In this briefing, leading law firm Mishcon de Reya highlights some of the main points of interest from Philip Hammond’s Autumn Statement, delivered on 23rd November 2016.
- Watch the full Autumn Statement speech above
In his first and last post-Brexit Autumn Statement, the Chancellor was keen to point out that the UK is predicted to be the fastest growing major economy in the G7 this year, with growth of 2.1% for 2016, in stark contrast to earlier gloomy pre and post-Brexit predictions. He also spoke of record employment and major deficit reduction. With those boasts out of the way, he acknowledged the economic uncertainty that lies ahead, with growth expected to be significantly below, or at, 2% in each of the next five years. The Chancellor has announced heavy Government investment in research, development, innovation and technology, backed by an upgrade to the country’s digital infrastructure to ensure the UK can deliver improved productivity as we move towards a post-Brexit world.
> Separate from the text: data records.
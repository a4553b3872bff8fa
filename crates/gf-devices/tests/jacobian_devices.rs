//! Analytic device Jacobians checked against central finite differences
//! of the same residuals, standalone and composed, across solver modes.

use gf_core::{Parameterized, Real};
use gf_dae::{ChangeCode, CheckLevel, DynamicModel, SolverMode};
use gf_devices::{DynamicGenerator, Exciter, Governor, Machine};
use gf_solver::{SystemLayout, assemble_jacobian, central_difference_model_jacobian};

const CJ: Real = 37.0;
const EPS: Real = 1e-6;
const TOL: Real = 1e-5;

fn modes() -> [SolverMode; 3] {
    [
        SolverMode::dae(1),
        SolverMode::algebraic_only(2),
        SolverMode::differential_only(3),
    ]
}

fn compare(model: &dyn DynamicModel, inputs: &[Real], layout: &SystemLayout) -> Real {
    let mode = layout.mode();
    let n = layout.state_count();
    let sd = layout.state_data(0.0, CJ);
    let analytic = assemble_jacobian(model, inputs, &sd, &[], n, mode);
    let numeric = central_difference_model_jacobian(
        model,
        inputs,
        0.0,
        &layout.state,
        &layout.dstate_dt,
        CJ,
        mode,
        EPS,
    );
    (analytic - numeric).amax()
}

#[test]
fn machine_jacobians_match_finite_differences() {
    let mut damped = Machine::classical();
    damped.set_param("kw", 2.0).unwrap();
    let mut lossy = Machine::fourth_order();
    lossy.set_param("rs", 0.005).unwrap();
    for mut m in [Machine::classical(), damped, Machine::fourth_order(), lossy] {
        let mut req = Vec::new();
        m.initialize_states(&[1.02, 0.1, 0.0, 0.0], &[0.8, 0.25], &mut req)
            .unwrap();
        for mode in modes() {
            let layout = SystemLayout::build(&mut m, 0.0, mode).unwrap();
            let gap = compare(&m, &req, &layout);
            assert!(
                gap <= TOL,
                "{} differs from finite differences by {gap} in mode {}",
                m.name(),
                mode.index,
            );
        }
    }
}

#[test]
fn exciter_jacobians_match_finite_differences() {
    let mut saturated = Exciter::ieee_type1();
    saturated.set_param("aex", 0.03).unwrap();
    saturated.set_param("bex", 1.0).unwrap();
    for mut e in [Exciter::basic(), Exciter::ieee_type1(), saturated] {
        let mut req = Vec::new();
        e.initialize_states(&[1.0, 1.05], &[1.6], &mut req).unwrap();
        for mode in modes() {
            let layout = SystemLayout::build(&mut e, 0.0, mode).unwrap();
            if layout.state_count() == 0 {
                continue;
            }
            let gap = compare(&e, &[1.0, 1.05], &layout);
            assert!(
                gap <= TOL,
                "{} differs from finite differences by {gap} in mode {}",
                e.name(),
                mode.index,
            );
        }
    }
}

#[test]
fn pinned_regulator_jacobian_is_the_bare_derivative_weight() {
    let mode = SolverMode::dae(1);
    let mut e = Exciter::basic();
    let mut req = Vec::new();
    e.initialize_states(&[1.0, 1.05], &[1.6], &mut req).unwrap();
    let mut layout = SystemLayout::build(&mut e, 0.0, mode).unwrap();

    layout.state[0] = 7.0;
    layout.push(&mut e, 0.0);
    let sd = layout.state_data(0.0, CJ);
    let code = e.root_check(&[1.0, 1.05], &sd, CheckLevel::FullCheck, mode);
    assert_eq!(code, ChangeCode::JacobianChange);
    layout.pull(&e, 0.0);
    layout.dstate_dt[0] = 0.0;

    let sd = layout.state_data(0.0, CJ);
    let pinned = assemble_jacobian(&e, &[1.0, 1.05], &sd, &[], 1, mode);
    assert!((pinned[(0, 0)] + CJ).abs() < 1e-12);
    assert!(compare(&e, &[1.0, 1.05], &layout) <= TOL);
}

#[test]
fn governor_jacobians_match_finite_differences() {
    let mut banded = Governor::droop();
    banded.set_param("deadband", 0.002).unwrap();
    for mut g in [
        Governor::droop(),
        banded,
        Governor::ieee_simple(),
        Governor::tgov1(),
    ] {
        let mut req = Vec::new();
        g.initialize_states(&[1.0, 0.0], &[0.55], &mut req).unwrap();
        for mode in modes() {
            let layout = SystemLayout::build(&mut g, 0.0, mode).unwrap();
            if layout.state_count() == 0 {
                continue;
            }
            let gap = compare(&g, &req, &layout);
            assert!(
                gap <= TOL,
                "{} differs from finite differences by {gap} in mode {}",
                g.name(),
                mode.index,
            );
        }
    }
}

#[test]
fn composed_generator_jacobian_matches_finite_differences() {
    let mut r#gen = DynamicGenerator::new("plant")
        .with_machine(Machine::classical())
        .with_exciter(Exciter::basic())
        .with_governor(Governor::tgov1());
    let mut out = Vec::new();
    r#gen.initialize_states(&[1.0, 0.0], &[0.5, 0.1], &mut out)
        .unwrap();
    for mode in modes() {
        let layout = SystemLayout::build(&mut r#gen, 0.0, mode).unwrap();
        if layout.state_count() == 0 {
            continue;
        }
        if mode.has_algebraic() && mode.has_differential() {
            // machine 2+2, exciter 0+1, tgov1 1+2
            assert_eq!(layout.state_count(), 8);
        }
        let gap = compare(&r#gen, &[1.0, 0.0], &layout);
        assert!(
            gap <= TOL,
            "composed generator differs from finite differences by {gap} in mode {}",
            mode.index,
        );
    }
}
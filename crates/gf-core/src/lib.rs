//! gf-core: stable foundation for gridflow.
//!
//! Contains:
//! - numeric (Real + tolerances + float helpers + time resolution limits)
//! - param (string-keyed runtime parameter surface)
//! - error (shared error types)

pub mod error;
pub mod numeric;
pub mod param;

// Re-exports: nice ergonomics for downstream crates
pub use error::{CoreError, CoreResult, ParamError, ParamResult};
pub use numeric::*;
pub use param::Parameterized;
use crate::{ParamError, ParamResult, Real};

/// String-keyed runtime parameter surface.
///
/// Handlers return `Err(ParamError::UnknownParameter)` for keys they do
/// not own; container models forward those keys to their sub-models in
/// declared order, and only the outermost caller treats a still-unhandled
/// key as an error worth surfacing.
pub trait Parameterized {
    fn set_param(&mut self, name: &str, value: Real) -> ParamResult;

    fn set_flag(&mut self, name: &str, value: bool) -> ParamResult {
        let _ = value;
        Err(ParamError::unknown_flag(name))
    }

    /// Read a named parameter back, if this model recognizes it.
    fn param(&self, name: &str) -> Option<Real> {
        let _ = name;
        None
    }
}

#[cfg(test)]
mod tests {
    use super::*;

    struct Gain {
        k: Real,
    }

    impl Parameterized for Gain {
        fn set_param(&mut self, name: &str, value: Real) -> ParamResult {
            match name {
                "k" | "gain" => {
                    self.k = value;
                    Ok(())
                }
                _ => Err(ParamError::unknown(name)),
            }
        }

        fn param(&self, name: &str) -> Option<Real> {
            match name {
                "k" | "gain" => Some(self.k),
                _ => None,
            }
        }
    }

    #[test]
    fn aliases_hit_the_same_field() {
        let mut g = Gain { k: 1.0 };
        g.set_param("gain", 2.5).unwrap();
        assert_eq!(g.param("k"), Some(2.5));
    }

    #[test]
    fn unknown_keys_are_reported_unhandled() {
        let mut g = Gain { k: 1.0 };
        let err = g.set_param("t1", 0.2).unwrap_err();
        assert!(err.is_unhandled());
        let err = g.set_flag("fast", true).unwrap_err();
        assert!(err.is_unhandled());
    }
}
//! gf-solver: integrator-facing glue for dynamic grid models.
//!
//! Contains:
//! - layout (system sizing, offset assignment, state vector ownership)
//! - jacobian (dense analytic assembly and finite-difference checks)
//! - algebra (2x2 Cramer solve and dense LU)
//! - driver (fixed-step explicit stepping with root checks)
//! - error (layout / singularity / driver failures)
//!
//! The solver proper (variable-order implicit integration) lives outside
//! this workspace; these pieces are what any such integrator needs to
//! host a [`gf_dae::DynamicModel`] tree.

pub mod algebra;
pub mod driver;
pub mod error;
pub mod jacobian;
pub mod layout;

#[cfg(test)]
pub(crate) mod testing;

pub use algebra::{lu_solve, solve2x2};
pub use driver::{DriveOptions, DriveRecord, run_stepper};
pub use error::{SolverError, SolverResult};
pub use jacobian::{
    assemble_jacobian, central_difference_jacobian, central_difference_model_jacobian,
    residual_vector,
};
pub use layout::SystemLayout;
impl Parameterized for Machine {
    fn set_param(&mut self, name: &str, value: Real) -> ParamResult {
        match name {
            "r" | "rs" => {
                self.rs = value;
                Ok(())
            }
            "x" | "xd" => {
                self.xd = value;
                Ok(())
            }
            "h" => {
                if value <= 0.0 {
                    return Err(ParamError::invalid(name, "must be positive"));
                }
                self.h = value;
                Ok(())
            }
            "m" => {
                if value <= 0.0 {
                    return Err(ParamError::invalid(name, "must be positive"));
                }
                self.h = value / 2.0;
                Ok(())
            }
            "d" | "damping" => {
                self.d = value;
                Ok(())
            }
            "basefreq" => {
                if value <= 0.0 {
                    return Err(ParamError::invalid(name, "must be positive"));
                }
                self.base_freq = 2.0 * std::f64::consts::PI * value;
                Ok(())
            }
            "kw" if self.kind == MachineKind::Classical => {
                self.kw = value;
                Ok(())
            }
            "xq" if self.kind == MachineKind::FourthOrder => {
                self.xq = value;
                Ok(())
            }
            "xdp" if self.kind == MachineKind::FourthOrder => {
                self.xdp = value;
                Ok(())
            }
            "xqp" if self.kind == MachineKind::FourthOrder => {
                self.xqp = value;
                Ok(())
            }
            "tdop" | "td0p" if self.kind == MachineKind::FourthOrder => {
                self.tdop = value;
                Ok(())
            }
            "tqop" | "tq0p" if self.kind == MachineKind::FourthOrder => {
                self.tqop = value;
                Ok(())
            }
            "top" | "t0p" if self.kind == MachineKind::FourthOrder => {
                self.tdop = value;
                self.tqop = value;
                Ok(())
            }
            _ => Err(ParamError::unknown(name)),
        }
    }

    fn param(&self, name: &str) -> Option<Real> {
        match name {
            "r" | "rs" => Some(self.rs),
            "x" | "xd" => Some(self.xd),
            "xq" => Some(self.xq),
            "xdp" => Some(self.xdp),
            "xqp" => Some(self.xqp),
            "tdop" => Some(self.tdop),
            "tqop" => Some(self.tqop),
            "h" => Some(self.h),
            "m" => Some(2.0 * self.h),
            "d" | "damping" => Some(self.d),
            "kw" => Some(self.kw),
            "basefreq" => Some(self.base_freq / (2.0 * std::f64::consts::PI)),
            _ => None,
        }
    }
}
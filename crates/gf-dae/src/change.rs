//! Change codes reported by discrete-event checks.

/// What a `root_check` (or sub-model substitution) changed, ordered from
/// least to most disruptive so parents can combine children with `max`.
#[derive(Clone, Copy, Debug, Default, PartialEq, Eq, PartialOrd, Ord)]
pub enum ChangeCode {
    #[default]
    NoChange,
    /// Internal bookkeeping moved; no state value changed.
    NonStateChange,
    /// State or parameter values changed; residuals must be refreshed.
    ParameterChange,
    /// The Jacobian sparsity or values changed structurally.
    JacobianChange,
    /// State counts changed; offsets must be reloaded before the next solve.
    StateCountChange,
}

/// How aggressive a mid-solve limit recheck may be.
#[derive(Clone, Copy, Debug, PartialEq, Eq)]
pub enum CheckLevel {
    /// Only release limits that can disengage without a discontinuity.
    ReversibleOnly,
    /// Engage and release anything whose condition holds.
    FullCheck,
}
//! gf-blocks: composable transfer-function elements for dynamic models.
//!
//! A [`Block`] is a single-input single-output element (gain, lag,
//! integrator, washout, lead-lag, PID, deadband) that plugs into the
//! solver through the `DynamicModel` trait. Blocks carry their own
//! optional output and ramp limiters, expose limit engagement and
//! deadband crossings as root functions, and know how to initialize
//! themselves from either a known input or a desired output.
//!
//! Contains:
//! - kind (the closed set of block shapes and their configuration)
//! - block (the Block itself: structure, initialization, parameters)
//! - ops (residual, derivative, algebraic update, Jacobian)
//! - roots (limiter and deadband event functions)
//! - step (self-contained explicit stepping for decoupled execution)
//! - limits (value and ramp limiter state machines)
//! - deadband (the deadband response and its transition logic)
//! - sequence (a cascade of blocks acting as one model)
//! - factory (text descriptions like `"2*delay(0.05)"` to blocks)

pub mod error;
pub mod factory;
pub mod kind;
pub mod limits;
pub mod sequence;

mod block;
mod deadband;
mod ops;
mod roots;
mod step;

pub use block::Block;
pub use error::{BlockError, BlockResult};
pub use factory::make_block;
pub use kind::{BlockConfig, BlockKind, DeadbandConfig, OutputLimits, RampLimits};
pub use limits::{Activation, RampLimiter, ValueLimiter, default_reset_level};
pub use sequence::BlockSequence;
In tax terms, there were few new or exciting announcements. The widely-predicted salary sacrifice changes have been announced. The alignment of Employer and Employee National Insurance may be just the first step in major changes to National Insurance. Tenants may welcome regulation of letting agents’ excessive fees, but this may be short-lived if those fees are simply passed on to landlords, resulting in increased rents. Savers, though, will be pleased to see the increase in the annual ISA allowance to £20,000 from 2017 and a new NSI bond. The Business Taxes Roadmap remains on course and will cut corporation tax to 17% by 2020. Just when we thought he’d resigned after announcing this was his last Autumn Statement, the Chancellor confirmed that future Budgets will be moved to the Autumn, with a Spring Statement.[/private]
Employment tax and benefits in kind
- National Insurance Contributions (NICs)
From April 2017, the threshold at which employers start paying National Insurance Contributions (or NICs) is to be reduced to align the threshold with that for employees. This means that both employees and employers will start paying NICs on weekly earnings above £157.
This change will have no impact on employees but, whilst it will simplify the administration of accounting for National Insurance through the PAYE system, there will now be an additional cost for employers.
- Termination Payments
From April 2018, termination payments over £30,000 which are subject to income tax, will now also be subject to employer National Insurance Contributions (they will remain exempt from employee NICs). The first £30,000 of a termination payment continues to be exempt from income tax and NICs.
First announced earlier this year, the purpose of this change is to stop the abuse of categorising contractual payments as termination payments to avoid paying National Insurance Contributions.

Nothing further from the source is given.